- _WORK ORDER_
Report back every line below that carries the word "sections".

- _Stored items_
★ ★ ★ ★ ★
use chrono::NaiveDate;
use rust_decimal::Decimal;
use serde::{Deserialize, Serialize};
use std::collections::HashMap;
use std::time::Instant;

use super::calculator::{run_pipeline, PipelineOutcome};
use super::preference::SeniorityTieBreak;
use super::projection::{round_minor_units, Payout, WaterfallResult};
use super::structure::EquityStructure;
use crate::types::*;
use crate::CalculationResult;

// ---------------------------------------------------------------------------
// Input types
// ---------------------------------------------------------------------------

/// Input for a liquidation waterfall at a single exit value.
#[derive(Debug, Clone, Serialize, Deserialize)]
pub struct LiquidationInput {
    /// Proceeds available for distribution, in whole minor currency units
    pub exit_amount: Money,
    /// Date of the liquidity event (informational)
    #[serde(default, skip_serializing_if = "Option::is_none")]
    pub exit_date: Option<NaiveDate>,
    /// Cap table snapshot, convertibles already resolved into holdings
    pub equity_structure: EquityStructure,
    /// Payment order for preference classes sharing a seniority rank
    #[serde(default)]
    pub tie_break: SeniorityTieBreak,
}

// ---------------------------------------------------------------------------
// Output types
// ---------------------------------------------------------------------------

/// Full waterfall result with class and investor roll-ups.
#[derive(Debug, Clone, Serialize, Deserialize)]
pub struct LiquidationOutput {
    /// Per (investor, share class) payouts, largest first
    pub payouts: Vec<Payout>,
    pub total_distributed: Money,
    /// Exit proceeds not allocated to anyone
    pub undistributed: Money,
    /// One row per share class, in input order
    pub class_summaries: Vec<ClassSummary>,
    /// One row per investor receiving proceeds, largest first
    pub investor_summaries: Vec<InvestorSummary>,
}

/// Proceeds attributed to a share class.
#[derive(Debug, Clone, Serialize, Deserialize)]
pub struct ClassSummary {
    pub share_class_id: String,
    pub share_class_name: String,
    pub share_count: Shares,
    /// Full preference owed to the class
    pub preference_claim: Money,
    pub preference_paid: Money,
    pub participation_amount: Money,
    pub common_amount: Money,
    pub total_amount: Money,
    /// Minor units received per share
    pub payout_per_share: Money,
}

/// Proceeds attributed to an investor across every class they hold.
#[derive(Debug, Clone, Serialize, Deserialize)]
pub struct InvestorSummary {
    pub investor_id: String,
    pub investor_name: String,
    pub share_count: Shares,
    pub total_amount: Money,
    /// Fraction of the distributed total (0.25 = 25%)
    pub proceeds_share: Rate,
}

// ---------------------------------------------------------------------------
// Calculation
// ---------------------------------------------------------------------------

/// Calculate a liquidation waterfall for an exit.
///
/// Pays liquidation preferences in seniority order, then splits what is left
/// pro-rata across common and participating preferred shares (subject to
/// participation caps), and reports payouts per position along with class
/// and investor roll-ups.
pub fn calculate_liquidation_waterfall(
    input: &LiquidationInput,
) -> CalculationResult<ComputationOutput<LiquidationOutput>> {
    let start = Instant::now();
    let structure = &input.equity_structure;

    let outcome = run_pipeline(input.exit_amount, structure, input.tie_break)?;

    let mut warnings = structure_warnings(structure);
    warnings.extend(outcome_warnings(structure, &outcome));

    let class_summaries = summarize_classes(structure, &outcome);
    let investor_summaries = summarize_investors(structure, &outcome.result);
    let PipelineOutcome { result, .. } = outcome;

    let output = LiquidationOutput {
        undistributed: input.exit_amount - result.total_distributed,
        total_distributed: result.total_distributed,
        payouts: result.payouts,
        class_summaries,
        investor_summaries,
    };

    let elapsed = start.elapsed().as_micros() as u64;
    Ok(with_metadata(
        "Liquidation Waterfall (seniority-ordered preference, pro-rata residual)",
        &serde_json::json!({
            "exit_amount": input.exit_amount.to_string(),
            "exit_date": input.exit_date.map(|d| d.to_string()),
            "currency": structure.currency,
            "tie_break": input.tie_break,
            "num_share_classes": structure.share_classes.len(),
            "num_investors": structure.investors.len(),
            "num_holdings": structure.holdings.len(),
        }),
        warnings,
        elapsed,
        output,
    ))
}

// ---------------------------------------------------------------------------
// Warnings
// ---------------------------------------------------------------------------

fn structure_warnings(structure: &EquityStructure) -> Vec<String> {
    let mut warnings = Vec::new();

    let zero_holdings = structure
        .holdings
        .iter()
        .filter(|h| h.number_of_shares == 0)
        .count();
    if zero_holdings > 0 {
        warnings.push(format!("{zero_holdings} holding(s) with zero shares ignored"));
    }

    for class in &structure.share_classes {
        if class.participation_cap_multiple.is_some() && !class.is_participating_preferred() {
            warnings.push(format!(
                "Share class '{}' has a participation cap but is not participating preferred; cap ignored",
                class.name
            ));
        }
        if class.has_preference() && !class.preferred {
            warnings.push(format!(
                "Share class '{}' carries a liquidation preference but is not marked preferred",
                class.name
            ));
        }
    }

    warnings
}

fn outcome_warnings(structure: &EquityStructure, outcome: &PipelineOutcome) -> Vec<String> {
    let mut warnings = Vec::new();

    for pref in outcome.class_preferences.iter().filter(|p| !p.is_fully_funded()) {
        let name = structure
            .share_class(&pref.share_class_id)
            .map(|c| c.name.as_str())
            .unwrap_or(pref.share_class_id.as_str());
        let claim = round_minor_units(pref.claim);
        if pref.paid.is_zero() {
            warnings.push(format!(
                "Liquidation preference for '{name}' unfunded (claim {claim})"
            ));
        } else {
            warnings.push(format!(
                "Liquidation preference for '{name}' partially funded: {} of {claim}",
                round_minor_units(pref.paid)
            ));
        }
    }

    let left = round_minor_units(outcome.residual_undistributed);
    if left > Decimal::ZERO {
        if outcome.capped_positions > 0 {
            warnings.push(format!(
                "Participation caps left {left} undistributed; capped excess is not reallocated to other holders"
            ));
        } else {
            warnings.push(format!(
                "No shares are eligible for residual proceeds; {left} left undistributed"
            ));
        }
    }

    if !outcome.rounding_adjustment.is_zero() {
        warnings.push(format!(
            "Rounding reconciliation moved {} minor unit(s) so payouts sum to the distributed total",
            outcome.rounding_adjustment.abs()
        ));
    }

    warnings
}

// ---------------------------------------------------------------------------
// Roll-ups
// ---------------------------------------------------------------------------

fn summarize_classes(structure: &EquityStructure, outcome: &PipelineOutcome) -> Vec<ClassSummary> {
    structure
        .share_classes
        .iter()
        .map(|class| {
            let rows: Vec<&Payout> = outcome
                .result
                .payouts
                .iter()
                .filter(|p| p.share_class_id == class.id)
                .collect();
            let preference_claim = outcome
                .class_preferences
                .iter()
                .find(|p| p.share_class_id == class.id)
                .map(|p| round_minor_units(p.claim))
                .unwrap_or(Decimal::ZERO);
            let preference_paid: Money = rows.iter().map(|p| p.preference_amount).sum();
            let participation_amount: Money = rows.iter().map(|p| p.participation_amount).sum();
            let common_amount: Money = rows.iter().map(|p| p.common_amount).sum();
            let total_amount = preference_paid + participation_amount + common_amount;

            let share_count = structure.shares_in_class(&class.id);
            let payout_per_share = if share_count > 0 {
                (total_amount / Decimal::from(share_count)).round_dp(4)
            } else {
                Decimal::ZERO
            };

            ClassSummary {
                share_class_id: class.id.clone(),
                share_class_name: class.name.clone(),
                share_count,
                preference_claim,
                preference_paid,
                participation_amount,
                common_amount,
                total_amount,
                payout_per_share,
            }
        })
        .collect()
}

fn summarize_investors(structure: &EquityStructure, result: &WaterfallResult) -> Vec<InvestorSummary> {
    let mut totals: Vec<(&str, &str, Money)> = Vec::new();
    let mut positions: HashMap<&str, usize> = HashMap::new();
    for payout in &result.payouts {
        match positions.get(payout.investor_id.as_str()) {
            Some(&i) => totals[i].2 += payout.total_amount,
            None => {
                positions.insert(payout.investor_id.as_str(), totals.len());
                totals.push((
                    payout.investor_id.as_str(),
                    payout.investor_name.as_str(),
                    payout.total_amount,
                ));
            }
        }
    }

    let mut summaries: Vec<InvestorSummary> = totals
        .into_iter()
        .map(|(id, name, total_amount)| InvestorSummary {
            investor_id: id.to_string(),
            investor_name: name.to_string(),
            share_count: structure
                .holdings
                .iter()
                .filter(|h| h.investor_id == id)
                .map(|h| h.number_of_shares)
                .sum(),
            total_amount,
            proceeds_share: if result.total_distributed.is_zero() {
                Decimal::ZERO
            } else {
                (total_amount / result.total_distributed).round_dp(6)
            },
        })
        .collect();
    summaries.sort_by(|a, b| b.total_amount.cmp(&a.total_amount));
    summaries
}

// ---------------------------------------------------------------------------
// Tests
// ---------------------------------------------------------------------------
★ ★ ★ ★ ★
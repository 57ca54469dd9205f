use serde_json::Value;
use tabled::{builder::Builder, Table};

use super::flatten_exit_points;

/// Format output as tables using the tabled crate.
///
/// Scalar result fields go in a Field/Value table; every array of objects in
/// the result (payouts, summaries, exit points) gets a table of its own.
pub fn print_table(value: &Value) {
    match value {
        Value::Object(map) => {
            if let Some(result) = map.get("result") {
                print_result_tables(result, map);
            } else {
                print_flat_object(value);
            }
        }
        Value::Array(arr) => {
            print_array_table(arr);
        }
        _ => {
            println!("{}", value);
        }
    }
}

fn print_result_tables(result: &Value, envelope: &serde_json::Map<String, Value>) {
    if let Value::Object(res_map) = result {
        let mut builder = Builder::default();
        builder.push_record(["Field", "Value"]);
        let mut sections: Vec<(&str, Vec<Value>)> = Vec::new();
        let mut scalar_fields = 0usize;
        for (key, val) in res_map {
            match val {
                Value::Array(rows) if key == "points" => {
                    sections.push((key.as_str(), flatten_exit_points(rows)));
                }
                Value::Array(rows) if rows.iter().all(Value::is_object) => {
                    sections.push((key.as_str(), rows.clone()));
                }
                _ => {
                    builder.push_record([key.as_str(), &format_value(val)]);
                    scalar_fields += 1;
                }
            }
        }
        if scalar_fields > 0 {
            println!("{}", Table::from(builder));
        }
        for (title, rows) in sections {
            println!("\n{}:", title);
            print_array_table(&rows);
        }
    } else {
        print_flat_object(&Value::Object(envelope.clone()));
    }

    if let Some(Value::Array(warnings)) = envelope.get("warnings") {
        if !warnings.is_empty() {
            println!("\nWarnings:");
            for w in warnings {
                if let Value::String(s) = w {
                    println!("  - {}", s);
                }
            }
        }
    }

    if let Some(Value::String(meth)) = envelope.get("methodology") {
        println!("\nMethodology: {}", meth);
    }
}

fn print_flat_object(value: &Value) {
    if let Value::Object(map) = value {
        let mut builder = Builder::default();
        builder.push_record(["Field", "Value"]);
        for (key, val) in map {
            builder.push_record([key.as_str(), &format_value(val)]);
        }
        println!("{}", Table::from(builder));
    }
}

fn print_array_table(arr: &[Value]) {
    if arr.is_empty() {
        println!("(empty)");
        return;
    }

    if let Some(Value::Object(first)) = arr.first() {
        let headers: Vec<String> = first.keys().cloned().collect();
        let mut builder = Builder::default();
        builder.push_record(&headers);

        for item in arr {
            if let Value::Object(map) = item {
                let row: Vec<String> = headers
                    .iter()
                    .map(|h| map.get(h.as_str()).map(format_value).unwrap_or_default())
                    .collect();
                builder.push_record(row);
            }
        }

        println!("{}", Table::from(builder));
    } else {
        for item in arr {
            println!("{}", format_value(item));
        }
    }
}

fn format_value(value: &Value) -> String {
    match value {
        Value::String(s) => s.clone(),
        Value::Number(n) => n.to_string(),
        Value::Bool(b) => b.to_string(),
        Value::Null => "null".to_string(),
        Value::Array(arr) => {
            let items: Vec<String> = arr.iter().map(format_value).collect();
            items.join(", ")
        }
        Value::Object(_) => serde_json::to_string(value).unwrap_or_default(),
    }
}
★ ★ ★ ★ ★
- _YOUR RESPONSE_
        let mut sections: Vec<(&str, Vec<Value>)> = Vec::new();
                    sections.push((key.as_str(), flatten_exit_points(rows)));
                    sections.push((key.as_str(), rows.clone()));
        for (title, rows) in sections {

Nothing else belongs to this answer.